Is the complexity independent of whether

- at limits, the internal state is set to the initial state versus liminf (the registers always use liminf as ordinals)

- we can test for ordinal equality in addition to cardinal equality

- we have a copy instruction that allows copying register A into register B (without it, we may have to zero B first which affects liminf)?

Also, what if computations were restricted to countable length?

Ordinal register machines are a model of transfinite computation with a finite set of internal states and a finite set of registers that can store arbitrary ordinals. They are explored in "Computing the Recursive Truth Predicate on Ordinal Register Machines" by Peter Koepke and Ryan Siders.

For readers unfamiliar with ordinal register machines or wondering why we would want the restrictions above, the answer is that cardinal register machines have a natural definition that scarcely makes any use of set theory.

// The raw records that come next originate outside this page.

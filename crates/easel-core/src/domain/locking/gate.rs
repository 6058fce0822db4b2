//! Resource existence checks for lease writes

use async_trait::async_trait;

use super::types::LockResult;

/// Tells the lock manager whether a resource may still carry leases
///
/// Without a gate the lock manager locks any well-formed resource id.
#[async_trait]
pub trait ResourceGate: Send + Sync + std::fmt::Debug {
    /// False once the resource is gone for good
    async fn is_lockable(&self, resource_id: &str) -> LockResult<bool>;
}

*(Mostly) nontechnical definition:*

A cardinal register machine is like a finite register machine:

* Finite internal state (i.e. finite set of internal states).

* Finite set of registers.

* The ability to

- halt

- zero a register

- increment: add a new element to a register

- test whether two registers have the same number of elements

*but with a twist:*

* The machine can run for a transfinite time. At limit steps,

- the internal state is set to the initial state

- each register keeps the elements added since the supremum of times it was zeroed.

Thus, each register stores a set of elements, with the ability to add a new element (elements are never repeated), remove all elements, and test whether two registers have the same (cardinal) number of elements. At every stage, an element is in a register iff it was added but not removed.

Now, if we label each increment with the ordinal stage when it occurred, then

- the order type of the set of increments in a register equals the ordinal for that register.

- adding an element increments that ordinal

- liminf behavior follows. Since we do not have a copy instruction, the only discontinuity is that if a register was zeroed cofinally often, it is zero in the limit.

This question is in Q/A format as I was able to solve it before posting (with countable length added later), but feel free to contribute additional answers. For example, an additional answer could have:

* More on bounded time computations.

* The minimum number of registers (and what happens with fewer registers).

* The spectrum of complexities of $Σ_1(\mathrm{Card})$ without the large cardinal assumption.